Some lessons are best learned at summer camp

I have friends who went to summer camp - out-of-state camps in beautiful locations like Colorado and North Carolina and New Hampshire.

My own summer camp experience was limited to the kind offered by the park district. Money was tight when I was a kid. Traveling out of state - or even out of town - for camp was not a possibility.

So when Ainsley said, toward the end of third grade, that she wanted to go to sleep-away camp, I was excited that we would be able to send her.

She had been watching "Bunk'd" on the Disney Channel and had somewhat exaggerated notions of the amount of unchaperoned time that occurs at sleep-away camp. We found a camp (within driving distance to avoid the added cost of plane fare) and signed her up as quickly as possible.

This Sunday we will drive Ainsley to Holland, Mich., for her fourth weeklong stay at Camp Geneva.

I think we all want to give our kids opportunities we didn't have, but that's not the only reason I wanted her to go away to camp.

I remember an overnight camping trip with my Brownie troop, during which I became very homesick. One of the moms asked me if I usually slept with my parents (looking back, I realize now what an intrusive question that was). The answer was no. But as an only child, I think I felt more tethered to my parents than I might have if I had had siblings. Anyway, it was a rough night.

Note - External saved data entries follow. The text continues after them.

//! Control-flow crawl
//!
//! Simulates program-counter movement from every entry point without
//! executing anything. One path is followed at a time; branch and call
//! targets discovered on the way are queued as new seeds.
//!
//! The crawler is an explicit state machine: `step` performs exactly one
//! transition so each rule can be exercised on its own.

use std::collections::VecDeque;

use super::Context;
use crate::state::{CrawlState, Status};
use crate::xref::XrefTable;
use crate::{Address, CrawlStats, Disassembly, DisassemblyError, Flow, Instruction};

/// Why a path stopped.
#[derive(Debug, Clone, Copy, PartialEq, Eq)]
pub enum Termination {
    Return,
    Reset,
    /// BR, EBR or TIJMP
    IndirectJump,
    /// Left the decode range or entered an ignored region
    OutOfRange,
    AlreadyVisited,
    DecodeError,
    /// Decoded bytes would overlap an instruction already crawled
    Overlap,
}

/// Crawler state between two transitions.
#[derive(Debug, Clone, Copy, PartialEq, Eq)]
pub enum Step {
    Decoding(Address),
    PathTerminated(Termination),
    SelectingNextSeed,
    Done,
}

/// Seed queues, popped in declaration order.
#[derive(Debug, Clone, Copy, PartialEq, Eq)]
pub enum SeedTier {
    Branch,
    Call,
    Entry,
    Fallback,
}

const TIERS: [SeedTier; 4] = [SeedTier::Branch, SeedTier::Call, SeedTier::Entry, SeedTier::Fallback];

/// Four FIFO queues with strict priority between them.
#[derive(Debug, Default)]
pub struct SeedQueue {
    queues: [VecDeque<Address>; 4],
}

impl SeedQueue {
    pub fn push(&mut self, tier: SeedTier, address: Address) {
        self.queues[tier as usize].push_back(address);
    }

    pub fn pop(&mut self) -> Option<(SeedTier, Address)> {
        TIERS
            .iter()
            .find_map(|tier| self.queues[*tier as usize].pop_front().map(|a| (*tier, a)))
    }

    pub fn len(&self) -> usize {
        self.queues.iter().map(VecDeque::len).sum()
    }

    pub fn is_empty(&self) -> bool {
        self.queues.iter().all(VecDeque::is_empty)
    }
}

/// Single-threaded control-flow crawler.
pub struct Crawler<'a> {
    ctx: Context<'a>,
    state: CrawlState,
    xrefs: XrefTable,
    instructions: Vec<Instruction>,
    stats: CrawlStats,
    seeds: SeedQueue,
}

impl<'a> Crawler<'a> {
    /// Queues every entry point in the entry tier and records it for banners.
    pub fn new(ctx: Context<'a>) -> Self {
        let mut seeds = SeedQueue::default();
        let mut xrefs = XrefTable::new();
        for entry in ctx.entry_points {
            seeds.push(SeedTier::Entry, entry.address);
            xrefs.add_entry_point(*entry);
        }

        Self {
            state: CrawlState::new(ctx.config.decode_start, ctx.config.decode_end),
            ctx,
            xrefs,
            instructions: Vec::new(),
            stats: CrawlStats::default(),
            seeds,
        }
    }

    pub fn state(&self) -> &CrawlState {
        &self.state
    }

    pub fn stats(&self) -> &CrawlStats {
        &self.stats
    }

    pub fn instructions(&self) -> &[Instruction] {
        &self.instructions
    }

    pub fn pending_seeds(&self) -> usize {
        self.seeds.len()
    }

    /// Performs one transition.
    pub fn step(&mut self, step: Step) -> Step {
        match step {
            Step::SelectingNextSeed => self.select_next_seed(),
            Step::Decoding(pc) => self.decode_at(pc),
            Step::PathTerminated(reason) => {
                log::trace!("Path terminated: {:?}", reason);
                Step::SelectingNextSeed
            }
            Step::Done => Step::Done,
        }
    }

    /// Steps until every seed is exhausted.
    pub fn run(mut self) -> Disassembly {
        let mut step = Step::SelectingNextSeed;
        while step != Step::Done {
            step = self.step(step);
        }
        self.finish()
    }

    pub fn finish(self) -> Disassembly {
        Disassembly {
            instructions: self.instructions,
            xrefs: self.xrefs,
            state: self.state,
            stats: self.stats,
        }
    }

    fn select_next_seed(&mut self) -> Step {
        while let Some((tier, pc)) = self.seeds.pop() {
            if matches!(self.state.status(pc), Some(Status::Visited | Status::DecodeError)) {
                continue;
            }
            log::debug!("Starting path at 0x{:06X} ({:?} seed)", pc, tier);
            self.stats.paths += 1;
            return Step::Decoding(pc);
        }
        Step::Done
    }

    fn queue(&mut self, tier: SeedTier, address: Address) {
        self.seeds.push(tier, address);
        self.stats.seeds_added += 1;
    }

    fn decode_at(&mut self, pc: Address) -> Step {
        let config = self.ctx.config;
        if !config.in_decode_range(pc) || self.ctx.memory_map.is_ignored(pc) {
            log::debug!("Path left the decode range at 0x{:06X}", pc);
            self.stats.out_of_range += 1;
            return Step::PathTerminated(Termination::OutOfRange);
        }
        if matches!(self.state.status(pc), Some(Status::Visited | Status::DecodeError)) {
            return Step::PathTerminated(Termination::AlreadyVisited);
        }

        let window = self.ctx.image.window(pc, config.decode_end);
        let insn = match self.ctx.decoder.decode(window, pc) {
            Ok(insn) => insn,
            Err(err) => {
                log::debug!("Decode error: {}", err);
                self.state.mark_error(pc);
                self.stats.decode_errors += 1;
                return Step::PathTerminated(Termination::DecodeError);
            }
        };

        let size = insn.size as usize;
        if !self.state.span_is_free(pc, size) || self.ctx.memory_map.overlaps_ignored(pc, insn.end()) {
            log::debug!("Refusing {} at 0x{:06X}: overlaps crawled bytes", insn.mnemonic, pc);
            self.stats.overlaps += 1;
            return Step::PathTerminated(Termination::Overlap);
        }
        self.state.mark_visited(pc, size);
        self.xrefs.record(&insn);

        let next = insn.end();
        let flow = insn.flow;
        self.instructions.push(insn);

        match flow {
            Flow::Fallthrough => Step::Decoding(next),
            Flow::ConditionalJump(target) => {
                self.queue(SeedTier::Branch, target);
                Step::Decoding(next)
            }
            Flow::Call(target) => {
                self.queue(SeedTier::Call, target);
                Step::Decoding(next)
            }
            Flow::UnconditionalJump(target) => Step::Decoding(target),
            Flow::Return => {
                self.queue_fallback(next);
                Step::PathTerminated(Termination::Return)
            }
            Flow::Reset => {
                self.queue_fallback(next);
                Step::PathTerminated(Termination::Reset)
            }
            Flow::IndirectJump => {
                self.stats.unresolved_jumps += 1;
                self.queue_fallback(next);
                Step::PathTerminated(Termination::IndirectJump)
            }
        }
    }

    fn queue_fallback(&mut self, address: Address) {
        if self.ctx.config.fallback_seeding {
            self.queue(SeedTier::Fallback, address);
        }
    }
}

/// Crawl from every entry point in the context.
pub fn run(ctx: &Context<'_>) -> Result<Disassembly, DisassemblyError> {
    log::debug!(
        "Starting control-flow crawl of 0x{:06X}-0x{:06X} from {} entry points",
        ctx.config.decode_start,
        ctx.config.decode_end,
        ctx.entry_points.len()
    );

    let disassembly = Crawler::new(*ctx).run();

    log::info!(
        "Crawl complete: {} instructions over {} paths, {} decode errors, {} unresolved indirect jumps",
        disassembly.instructions.len(),
        disassembly.stats.paths,
        disassembly.stats.decode_errors,
        disassembly.stats.unresolved_jumps
    );

    Ok(disassembly)
}
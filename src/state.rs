//! Per-address crawl status over the decode range

use crate::Address;

/// Status of one byte of the decode range.
#[derive(Debug, Clone, Copy, PartialEq, Eq, Default)]
pub enum Status {
    #[default]
    Unvisited,
    /// Part of a decoded instruction
    Visited,
    /// First byte of a window that failed to decode
    DecodeError,
}

/// Status map over `[start, end)`.
#[derive(Debug, Clone, PartialEq, Eq)]
pub struct CrawlState {
    start: Address,
    statuses: Vec<Status>,
}

impl CrawlState {
    pub fn new(start: Address, end: Address) -> Self {
        let len = end.saturating_sub(start) as usize;
        Self { start, statuses: vec![Status::Unvisited; len] }
    }

    pub fn start(&self) -> Address {
        self.start
    }

    pub fn end(&self) -> Address {
        self.start + self.statuses.len() as Address
    }

    pub fn contains(&self, address: Address) -> bool {
        self.index(address).is_some()
    }

    fn index(&self, address: Address) -> Option<usize> {
        let offset = address.checked_sub(self.start)? as usize;
        (offset < self.statuses.len()).then_some(offset)
    }

    /// Status at `address`; `None` outside the range.
    pub fn status(&self, address: Address) -> Option<Status> {
        self.index(address).map(|idx| self.statuses[idx])
    }

    pub fn is_visited(&self, address: Address) -> bool {
        self.status(address) == Some(Status::Visited)
    }

    /// True when every byte of `[address, address + size)` is in range and unvisited.
    pub fn span_is_free(&self, address: Address, size: usize) -> bool {
        let Some(first) = self.index(address) else {
            return false;
        };
        self.statuses
            .get(first..first + size)
            .is_some_and(|span| span.iter().all(|status| *status != Status::Visited))
    }

    /// Marks an instruction's bytes visited. Callers check `span_is_free` first.
    pub fn mark_visited(&mut self, address: Address, size: usize) {
        if let Some(first) = self.index(address) {
            let last = (first + size).min(self.statuses.len());
            for status in &mut self.statuses[first..last] {
                *status = Status::Visited;
            }
        }
    }

    pub fn mark_error(&mut self, address: Address) {
        if let Some(idx) = self.index(address) {
            if self.statuses[idx] == Status::Unvisited {
                self.statuses[idx] = Status::DecodeError;
            }
        }
    }

    pub fn visited_count(&self) -> usize {
        self.statuses.iter().filter(|s| **s == Status::Visited).count()
    }
}

#[cfg(test)]
mod tests {
    use super::*;

    #[test]
    fn test_bounds() {
        let state = CrawlState::new(0x100, 0x110);
        assert_eq!(state.end(), 0x110);
        assert_eq!(state.status(0xFF), None);
        assert_eq!(state.status(0x100), Some(Status::Unvisited));
        assert_eq!(state.status(0x110), None);
    }

    #[test]
    fn test_span_checks() {
        let mut state = CrawlState::new(0x100, 0x110);
        state.mark_visited(0x104, 3);
        assert!(state.is_visited(0x106));
        assert!(!state.is_visited(0x107));
        assert!(!state.span_is_free(0x102, 3));
        assert!(state.span_is_free(0x107, 4));
        // Leaves the range
        assert!(!state.span_is_free(0x10E, 3));
        assert_eq!(state.visited_count(), 3);
    }

    #[test]
    fn test_error_never_overwrites_visited() {
        let mut state = CrawlState::new(0, 4);
        state.mark_visited(0, 2);
        state.mark_error(1);
        state.mark_error(2);
        assert_eq!(state.status(1), Some(Status::Visited));
        assert_eq!(state.status(2), Some(Status::DecodeError));
        // An error byte can still be covered by an instruction decoded elsewhere
        assert!(state.span_is_free(2, 2));
    }
}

With Ainsley being an only child, I didn't want her to experience the same difficulties with spending nights away from home. The earlier she went to sleep-away camp, Dan and I reasoned, the less traumatic it would be.

We were lucky it all worked out. Despite a cabin-mate who was having a very difficult week (so bad that we were pulled aside by the counselor for a sidebar at pickup), Ainsley had a good time.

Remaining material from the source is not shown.